Copy each line of the records below that has "AdjustRequest" in it.

==== DATA SHOWN

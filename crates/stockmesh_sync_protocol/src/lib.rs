//! # Stockmesh Sync Protocol
//!
//! Wire types and JSON codecs for the store-to-central sync protocol.
//!
//! This crate provides:
//! - [`SyncBatch`] / [`BatchItem`] for current-state snapshot batches
//! - [`SyncReport`] for merge outcomes
//! - Store-node request and response bodies ([`AdjustRequest`],
//!   [`ReservationRequest`], [`StockResponse`], [`ReservationResponse`])
//! - JSON encoding/decoding helpers
//!
//! This is a pure protocol crate with no I/O operations. The protocol is
//! current-state reconciliation: a batch carries the latest snapshot per
//! changed product, never a replay of individual mutation events.

#![deny(unsafe_code)]
#![warn(missing_docs)]

mod batch;
mod codec;
mod messages;
mod report;

pub use batch::{BatchItem, SyncBatch};
pub use codec::{from_json, to_json, CodecError, CodecResult};
pub use messages::{AdjustRequest, ReservationRequest, ReservationResponse, StockResponse};
pub use report::SyncReport;

/// Wall-clock timestamp in milliseconds since the Unix epoch, as carried
/// on the wire.
pub type TimestampMs = i64;

/// The earliest representable timestamp, substituted for missing values.
pub const EPOCH_MS: TimestampMs = 0;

========

THE ANSWER |
//! - Store-node request and response bodies ([`AdjustRequest`],
pub use messages::{AdjustRequest, ReservationRequest, ReservationResponse, StockResponse};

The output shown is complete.